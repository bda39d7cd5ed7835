//! Filters and expanders applied to retrieved nodes before synthesis.
//!
//! A postprocessor never touches the document store; what it needs beyond the
//! node list comes in through [`PostprocessContext`].
use std::collections::{BTreeMap, HashSet};
use std::fmt;
use std::str::FromStr;
use tracing::debug;

use ragdex_core::{DocumentStore, Error, Node, NodeId, NodeWithScore, Result, SimilarityTracker};

/// Auxiliary state a postprocessor may require.
#[derive(Debug, Clone, Copy, Default)]
pub struct PostprocessContext<'a> {
    pub docstore: Option<&'a DocumentStore>,
    pub similarity: Option<&'a SimilarityTracker>,
}

impl<'a> PostprocessContext<'a> {
    pub fn new() -> Self { Self::default() }

    #[must_use]
    pub fn with_docstore(mut self, docstore: &'a DocumentStore) -> Self {
        self.docstore = Some(docstore);
        self
    }

    #[must_use]
    pub fn with_similarity(mut self, similarity: &'a SimilarityTracker) -> Self {
        self.similarity = Some(similarity);
        self
    }
}

pub trait NodePostprocessor {
    fn postprocess_nodes(&self, nodes: Vec<NodeWithScore>, ctx: &PostprocessContext<'_>) -> Result<Vec<NodeWithScore>>;
}

/// Runs of word characters (alphanumeric or `_`) in `text`.
pub fn words(text: &str) -> HashSet<&str> {
    text.split(|c: char| !(c.is_alphanumeric() || c == '_')).filter(|w| !w.is_empty()).collect()
}

/// True when `text` contains every `required` word and none of `excluded`.
/// Matching is whole-word and case-sensitive.
pub fn passes_keyword_filter(text: &str, required: &[String], excluded: &[String]) -> bool {
    let present = words(text);
    required.iter().all(|w| present.contains(w.as_str())) && !excluded.iter().any(|w| present.contains(w.as_str()))
}

#[derive(Debug, Clone, Default, PartialEq)]
pub struct KeywordNodePostprocessor {
    pub required_keywords: Vec<String>,
    pub exclude_keywords: Vec<String>,
}

impl KeywordNodePostprocessor {
    pub fn new(required_keywords: Vec<String>, exclude_keywords: Vec<String>) -> Self {
        Self { required_keywords, exclude_keywords }
    }
}

impl NodePostprocessor for KeywordNodePostprocessor {
    fn postprocess_nodes(&self, nodes: Vec<NodeWithScore>, _ctx: &PostprocessContext<'_>) -> Result<Vec<NodeWithScore>> {
        let before = nodes.len();
        let kept: Vec<NodeWithScore> = nodes
            .into_iter()
            .filter(|n| passes_keyword_filter(&n.node.text, &self.required_keywords, &self.exclude_keywords))
            .collect();
        debug!(before, after = kept.len(), "keyword postprocessor");
        Ok(kept)
    }
}

/// Drops nodes whose tracked similarity is below the cutoff, or missing.
#[derive(Debug, Clone, Copy, PartialEq)]
pub struct SimilarityPostprocessor {
    pub similarity_cutoff: f32,
}

impl SimilarityPostprocessor {
    pub fn new(similarity_cutoff: f32) -> Self { Self { similarity_cutoff } }
}

impl NodePostprocessor for SimilarityPostprocessor {
    fn postprocess_nodes(&self, nodes: Vec<NodeWithScore>, ctx: &PostprocessContext<'_>) -> Result<Vec<NodeWithScore>> {
        let tracker = ctx
            .similarity
            .ok_or_else(|| Error::InvalidConfig("similarity cutoff requested but no similarity tracker was supplied".to_string()))?;
        let before = nodes.len();
        let kept: Vec<NodeWithScore> = nodes
            .into_iter()
            .filter(|n| tracker.find(n.id()).map_or(false, |s| s >= self.similarity_cutoff))
            .collect();
        debug!(before, after = kept.len(), cutoff = self.similarity_cutoff, "similarity postprocessor");
        Ok(kept)
    }
}

#[derive(Debug, Clone, Copy, PartialEq, Eq, Default)]
pub enum PrevNextMode {
    #[default]
    Next,
    Previous,
    Both,
}

impl fmt::Display for PrevNextMode {
    fn fmt(&self, f: &mut fmt::Formatter<'_>) -> fmt::Result {
        f.write_str(match self {
            PrevNextMode::Next => "next",
            PrevNextMode::Previous => "previous",
            PrevNextMode::Both => "both",
        })
    }
}

impl FromStr for PrevNextMode {
    type Err = Error;

    fn from_str(s: &str) -> Result<Self> {
        match s {
            "next" => Ok(PrevNextMode::Next),
            "previous" => Ok(PrevNextMode::Previous),
            "both" => Ok(PrevNextMode::Both),
            other => Err(Error::InvalidConfig(format!("unknown prev/next mode '{other}'"))),
        }
    }
}

/// Pulls in up to `num_nodes` neighbours along the PREVIOUS/NEXT chain of
/// every retrieved node. The result has no duplicates and is ordered by
/// document, then by position in the document's chunk run. Neighbours carry
/// no score.
#[derive(Debug, Clone, Copy, PartialEq, Eq)]
pub struct PrevNextNodePostprocessor {
    pub num_nodes: usize,
    pub mode: PrevNextMode,
}

impl PrevNextNodePostprocessor {
    pub fn new(num_nodes: usize, mode: PrevNextMode) -> Self { Self { num_nodes, mode } }

    fn walk<'s>(&self, store: &'s DocumentStore, start: &Node, forward: bool) -> Result<Vec<&'s Node>> {
        let mut out = Vec::new();
        let mut cur = if forward { start.next_id() } else { start.prev_id() };
        while let Some(id) = cur {
            if out.len() == self.num_nodes { break; }
            let node = store.get_node(id)?;
            if node.id == start.id || out.iter().any(|n: &&Node| n.id == node.id) { break; }
            out.push(node);
            cur = if forward { node.next_id() } else { node.prev_id() };
        }
        Ok(out)
    }
}

impl NodePostprocessor for PrevNextNodePostprocessor {
    fn postprocess_nodes(&self, nodes: Vec<NodeWithScore>, ctx: &PostprocessContext<'_>) -> Result<Vec<NodeWithScore>> {
        let store = ctx
            .docstore
            .ok_or_else(|| Error::InvalidConfig("prev/next expansion needs the document store".to_string()))?;
        let before = nodes.len();
        let mut picked: BTreeMap<NodeId, NodeWithScore> = BTreeMap::new();
        let mut neighbours: Vec<Node> = Vec::new();
        for hit in nodes {
            if matches!(self.mode, PrevNextMode::Next | PrevNextMode::Both) {
                neighbours.extend(self.walk(store, &hit.node, true)?.into_iter().cloned());
            }
            if matches!(self.mode, PrevNextMode::Previous | PrevNextMode::Both) {
                neighbours.extend(self.walk(store, &hit.node, false)?.into_iter().cloned());
            }
            picked.insert(hit.node.id.clone(), hit);
        }
        for node in neighbours {
            picked.entry(node.id.clone()).or_insert_with(|| NodeWithScore::new(node, None));
        }
        let mut keyed = Vec::with_capacity(picked.len());
        for hit in picked.into_values() {
            let position = if store.document_exists(hit.id()) { store.chain_position(hit.id())? } else { 0 };
            keyed.push((hit.node.ref_doc_id.clone(), position, hit));
        }
        keyed.sort_by(|a, b| a.0.cmp(&b.0).then(a.1.cmp(&b.1)).then_with(|| a.2.id().cmp(b.2.id())));
        debug!(before, after = keyed.len(), num_nodes = self.num_nodes, mode = %self.mode, "prev/next postprocessor");
        Ok(keyed.into_iter().map(|(_, _, hit)| hit).collect())
    }
}

/// Postprocessors applied one after another in the order they were added.
#[derive(Default)]
pub struct PostprocessorChain {
    stages: Vec<Box<dyn NodePostprocessor>>,
}

impl PostprocessorChain {
    pub fn new() -> Self { Self::default() }

    #[must_use]
    pub fn with(mut self, stage: impl NodePostprocessor + 'static) -> Self {
        self.push(stage);
        self
    }

    pub fn push(&mut self, stage: impl NodePostprocessor + 'static) {
        self.stages.push(Box::new(stage));
    }

    pub fn len(&self) -> usize { self.stages.len() }
    pub fn is_empty(&self) -> bool { self.stages.is_empty() }
}

impl NodePostprocessor for PostprocessorChain {
    fn postprocess_nodes(&self, mut nodes: Vec<NodeWithScore>, ctx: &PostprocessContext<'_>) -> Result<Vec<NodeWithScore>> {
        for stage in &self.stages {
            nodes = stage.postprocess_nodes(nodes, ctx)?;
        }
        Ok(nodes)
    }
}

● INSTRUCTIONS TO FOLLOW
The lines to extract from the data above begin with the line containing "pub similarity: Option<&'a" and end with the line containing "whole-word and case-sensitive.". Extract them exactly, including both.

● ANSWER SECTION
    pub similarity: Option<&'a SimilarityTracker>,
}

impl<'a> PostprocessContext<'a> {
    pub fn new() -> Self { Self::default() }

    #[must_use]
    pub fn with_docstore(mut self, docstore: &'a DocumentStore) -> Self {
        self.docstore = Some(docstore);
        self
    }

    #[must_use]
    pub fn with_similarity(mut self, similarity: &'a SimilarityTracker) -> Self {
        self.similarity = Some(similarity);
        self
    }
}

pub trait NodePostprocessor {
    fn postprocess_nodes(&self, nodes: Vec<NodeWithScore>, ctx: &PostprocessContext<'_>) -> Result<Vec<NodeWithScore>>;
}

/// Runs of word characters (alphanumeric or `_`) in `text`.
pub fn words(text: &str) -> HashSet<&str> {
    text.split(|c: char| !(c.is_alphanumeric() || c == '_')).filter(|w| !w.is_empty()).collect()
}

/// True when `text` contains every `required` word and none of `excluded`.
/// Matching is whole-word and case-sensitive.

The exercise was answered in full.